LONDON (MNI) – Bank of England Governor Mervyn King said the BOE
was expecting a “zig-zag” pattern of the quarterly growth this year and
the detailed forecasts underpinning the quarterly Inflation Report,
published Wednesday, highlight this.
The “numerical parameters” of the February Inflation Report imply,
on Market News’ calculations, that the central bank has stuck with its
forecast of 0.9% growth in calendar year 2012. The quaterly profile,
however, has changed with the BOE now forecasting 0.24% q/q growth in
Q1, followed by just 0.03% in Q2 and then 0.55% in Q3.
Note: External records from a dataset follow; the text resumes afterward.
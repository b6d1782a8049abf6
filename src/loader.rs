//! Config document loading.
//!
//! The walker never touches the disk itself. It goes through two seams:
//!
//! - [`Fs`] answers existence checks, reads bytes and expands glob patterns.
//!   [`OsFs`] is the real filesystem; [`MemoryFs`] keeps files in memory for
//!   tests and embedding.
//! - [`Loader`] turns paths and patterns into parsed documents.
//!   [`FsLoader`] picks the format from the file extension (`json`, `yaml` or
//!   `yml`, `toml`) and requires the top level to be a map.
//!
//! Glob matches are loaded in sorted path order so list fields filled from a
//! pattern are deterministic.

use std::collections::BTreeMap;
use std::io;
use std::path::{Path, PathBuf};

use serde_json::{Map, Value};
use tracing::debug;

use crate::error::RigfileError;

pub trait Fs {
    fn exists(&self, path: &Path) -> bool;

    fn read(&self, path: &Path) -> io::Result<Vec<u8>>;

    /// Paths matching `pattern`, in no particular order.
    fn glob(&self, pattern: &str) -> io::Result<Vec<PathBuf>>;
}

/// The real filesystem.
#[derive(Debug, Clone, Copy, Default)]
pub struct OsFs;

impl Fs for OsFs {
    fn exists(&self, path: &Path) -> bool {
        path.exists()
    }

    fn read(&self, path: &Path) -> io::Result<Vec<u8>> {
        std::fs::read(path)
    }

    fn glob(&self, pattern: &str) -> io::Result<Vec<PathBuf>> {
        let paths = glob::glob(pattern).map_err(|e| io::Error::new(io::ErrorKind::InvalidInput, e))?;
        paths.map(|entry| entry.map_err(io::Error::from)).collect()
    }
}

/// An in-memory filesystem. A directory exists when some stored file lives
/// beneath it.
#[derive(Debug, Clone, Default)]
pub struct MemoryFs {
    files: BTreeMap<PathBuf, Vec<u8>>,
}

impl MemoryFs {
    pub fn new() -> Self {
        Self::default()
    }

    pub fn with_file(mut self, path: impl Into<PathBuf>, contents: impl Into<Vec<u8>>) -> Self {
        self.insert(path, contents);
        self
    }

    pub fn insert(&mut self, path: impl Into<PathBuf>, contents: impl Into<Vec<u8>>) {
        self.files.insert(path.into(), contents.into());
    }
}

impl Fs for MemoryFs {
    fn exists(&self, path: &Path) -> bool {
        self.files.keys().any(|file| file.starts_with(path))
    }

    fn read(&self, path: &Path) -> io::Result<Vec<u8>> {
        self.files.get(path).cloned().ok_or_else(|| {
            io::Error::new(
                io::ErrorKind::NotFound,
                format!("{} not found", path.display()),
            )
        })
    }

    fn glob(&self, pattern: &str) -> io::Result<Vec<PathBuf>> {
        let pattern = glob::Pattern::new(pattern)
            .map_err(|e| io::Error::new(io::ErrorKind::InvalidInput, e))?;
        let options = glob::MatchOptions {
            case_sensitive: true,
            require_literal_separator: true,
            require_literal_leading_dot: false,
        };
        Ok(self
            .files
            .keys()
            .filter(|path| pattern.matches_path_with(path, options))
            .cloned()
            .collect())
    }
}

/// A parsed document and where it came from.
#[derive(Debug, Clone, PartialEq)]
pub struct LoadedConfig {
    path: PathBuf,
    data: Map<String, Value>,
}

impl LoadedConfig {
    pub fn new(path: impl Into<PathBuf>, data: Map<String, Value>) -> Self {
        Self {
            path: path.into(),
            data,
        }
    }

    pub fn path(&self) -> &Path {
        &self.path
    }

    pub fn data(&self) -> &Map<String, Value> {
        &self.data
    }

    /// File stem, used as the key when documents fill a map.
    pub fn name(&self) -> String {
        self.path
            .file_stem()
            .map(|stem| stem.to_string_lossy().into_owned())
            .unwrap_or_default()
    }
}

pub trait Loader {
    fn load_config(&self, path: &Path) -> Result<LoadedConfig, RigfileError>;

    fn load_configs(&self, paths: &[PathBuf]) -> Result<Vec<LoadedConfig>, RigfileError> {
        paths.iter().map(|path| self.load_config(path)).collect()
    }

    /// Load every document matching `pattern`. Relative patterns are taken
    /// from `cwd`.
    fn glob_configs(&self, pattern: &str, cwd: &Path) -> Result<Vec<LoadedConfig>, RigfileError>;
}

/// Loads documents through an [`Fs`].
pub struct FsLoader<'a> {
    fs: &'a dyn Fs,
}

impl<'a> FsLoader<'a> {
    pub fn new(fs: &'a dyn Fs) -> Self {
        Self { fs }
    }
}

impl Loader for FsLoader<'_> {
    fn load_config(&self, path: &Path) -> Result<LoadedConfig, RigfileError> {
        debug!(path = %path.display(), "loading config");
        let fail = |reason: String| RigfileError::Load {
            path: path.to_path_buf(),
            reason,
        };
        let format = Format::from_path(path).ok_or_else(|| {
            fail("unsupported extension, expected json, yaml, yml or toml".to_string())
        })?;
        let bytes = self.fs.read(path).map_err(|e| fail(e.to_string()))?;
        let text = std::str::from_utf8(&bytes).map_err(|e| fail(e.to_string()))?;
        let value = format.parse(text).map_err(fail)?;
        match value {
            Value::Object(data) => Ok(LoadedConfig::new(path, data)),
            Value::Null => Ok(LoadedConfig::new(path, Map::new())),
            other => Err(fail(format!(
                "top level must be a map, got {}",
                crate::walker::value_kind(&other)
            ))),
        }
    }

    fn glob_configs(&self, pattern: &str, cwd: &Path) -> Result<Vec<LoadedConfig>, RigfileError> {
        let full = if Path::new(pattern).is_absolute() {
            PathBuf::from(pattern)
        } else {
            cwd.join(pattern)
        };
        let mut paths = self.fs.glob(&full.to_string_lossy()).map_err(|e| RigfileError::Load {
            path: full.clone(),
            reason: e.to_string(),
        })?;
        paths.sort();
        debug!(pattern = %full.display(), matched = paths.len(), "expanded config glob");
        self.load_configs(&paths)
    }
}

#[derive(Debug, Clone, Copy, PartialEq, Eq)]
enum Format {
    Json,
    Yaml,
    Toml,
}

impl Format {
    fn from_path(path: &Path) -> Option<Self> {
        match path.extension()?.to_str()? {
            "json" => Some(Format::Json),
            "yaml" | "yml" => Some(Format::Yaml),
            "toml" => Some(Format::Toml),
            _ => None,
        }
    }

    fn parse(self, text: &str) -> Result<Value, String> {
        match self {
            Format::Json => serde_json::from_str(text).map_err(|e| e.to_string()),
            Format::Yaml if is_blank_yaml(text) => Ok(Value::Null),
            Format::Yaml => serde_yaml::from_str(text).map_err(|e| e.to_string()),
            Format::Toml => toml::from_str(text).map_err(|e: toml::de::Error| e.to_string()),
        }
    }
}

/// Only whitespace and comments.
fn is_blank_yaml(text: &str) -> bool {
    text.lines().all(|line| {
        let line = line.trim();
        line.is_empty() || line.starts_with('#')
    })
}

#[cfg(test)]
mod tests {
    use super::*;
    use std::fs;

    #[test]
    fn formats_by_extension() {
        let fs = MemoryFs::new()
            .with_file("/r/a.json", r#"{"name": "json"}"#)
            .with_file("/r/b.yaml", "name: yaml\n")
            .with_file("/r/c.yml", "name: yml\n")
            .with_file("/r/d.toml", "name = \"toml\"\n");
        let loader = FsLoader::new(&fs);
        for (path, name) in [
            ("/r/a.json", "json"),
            ("/r/b.yaml", "yaml"),
            ("/r/c.yml", "yml"),
            ("/r/d.toml", "toml"),
        ] {
            let doc = loader.load_config(Path::new(path)).unwrap();
            assert_eq!(doc.data()["name"], name);
        }
    }

    #[test]
    fn unknown_extension_fails() {
        let fs = MemoryFs::new().with_file("/r/a.ini", "x=1");
        let err = FsLoader::new(&fs)
            .load_config(Path::new("/r/a.ini"))
            .unwrap_err();
        assert!(err.to_string().contains("loading config `/r/a.ini` failed"));
    }

    #[test]
    fn missing_file_fails() {
        let fs = MemoryFs::new();
        let err = FsLoader::new(&fs)
            .load_config(Path::new("/r/none.yaml"))
            .unwrap_err();
        assert!(matches!(err, RigfileError::Load { .. }));
    }

    #[test]
    fn top_level_must_be_a_map() {
        let fs = MemoryFs::new().with_file("/r/list.yaml", "- a\n- b\n");
        let err = FsLoader::new(&fs)
            .load_config(Path::new("/r/list.yaml"))
            .unwrap_err();
        assert!(err.to_string().contains("top level must be a map, got array"));
    }

    #[test]
    fn empty_yaml_is_an_empty_map() {
        let fs = MemoryFs::new().with_file("/r/empty.yaml", "# nothing yet\n");
        let doc = FsLoader::new(&fs)
            .load_config(Path::new("/r/empty.yaml"))
            .unwrap();
        assert!(doc.data().is_empty());
    }

    #[test]
    fn syntax_error_names_the_file() {
        let fs = MemoryFs::new().with_file("/r/bad.json", "{");
        let err = FsLoader::new(&fs)
            .load_config(Path::new("/r/bad.json"))
            .unwrap_err();
        assert!(err.to_string().contains("bad.json"));
    }

    #[test]
    fn glob_is_relative_to_cwd_and_sorted() {
        let fs = MemoryFs::new()
            .with_file("/r/servers/nginx.yaml", "name: nginx\n")
            .with_file("/r/servers/apache.yaml", "name: apache\n")
            .with_file("/r/servers/nested/fpm.yaml", "name: fpm\n");
        let docs = FsLoader::new(&fs)
            .glob_configs("servers/*.yaml", Path::new("/r"))
            .unwrap();
        let names: Vec<String> = docs.iter().map(LoadedConfig::name).collect();
        assert_eq!(names, ["apache", "nginx"]);
    }

    #[test]
    fn memory_fs_directories_exist() {
        let fs = MemoryFs::new().with_file("/r/certs/ca.pem", "");
        assert!(fs.exists(Path::new("/r/certs")));
        assert!(fs.exists(Path::new("/r/certs/ca.pem")));
        assert!(!fs.exists(Path::new("/r/keys")));
    }

    #[test]
    fn os_fs_loads_and_globs() {
        let dir = tempfile::tempdir().unwrap();
        fs::create_dir(dir.path().join("instances")).unwrap();
        fs::write(dir.path().join("instances/b.toml"), "name = \"b\"\n").unwrap();
        fs::write(dir.path().join("instances/a.json"), r#"{"name": "a"}"#).unwrap();
        fs::write(dir.path().join("instances/notes.txt"), "skip").unwrap();

        let os = OsFs;
        let loader = FsLoader::new(&os);
        let docs = loader.glob_configs("instances/[ab].*", dir.path()).unwrap();
        let names: Vec<String> = docs.iter().map(LoadedConfig::name).collect();
        assert_eq!(names, ["a", "b"]);
        assert!(os.exists(&dir.path().join("instances")));
    }
}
These projections show the UK avoiding a technical recession, two
consecutive quarters of negative growth. The BOE projections show Q4
2011 growth at -0.12%, a shade above the first official estimate of
-0.2%.
Growth is expected to pick up markedly in calendar year 2013,
rising to 2.77% and to 3.32% in 2014.
The BOE publishes yearly growth forecasts and a “backcast” of GDP
forecasts, and the quarterly growth numbers have to be backed out from
these.
The BOE’s modal forecasts show yearly GDP at 2.94% in Q1 2014 and
3.36% in Q1 2015. There is zero skew in the forecasts, with mode, median
and mean all identical.
At last Wednesday’s Inflation Report press conference, when only
the visual projections were published, King said “For much of this year,
there is likely to be a ‘zigzag’ pattern of alternating positive and
negative quarterly growth rates.”
The detailed numbers show on the central view that quarterly growth
stays positive in Q2, but only just. The national holiday for the
Queen’s Diamond Jubilee in early June is set to hit Q2 economic
activity.
Back in November, the BOE was forecasting almost flat Q1 growth,
but this is now seen firmly positive with activity surveys coming in
strong in January.
The inflation projections show CPI at 1.78% two years ahead and
1.9% three years ahead, again with no skew to the forecasts.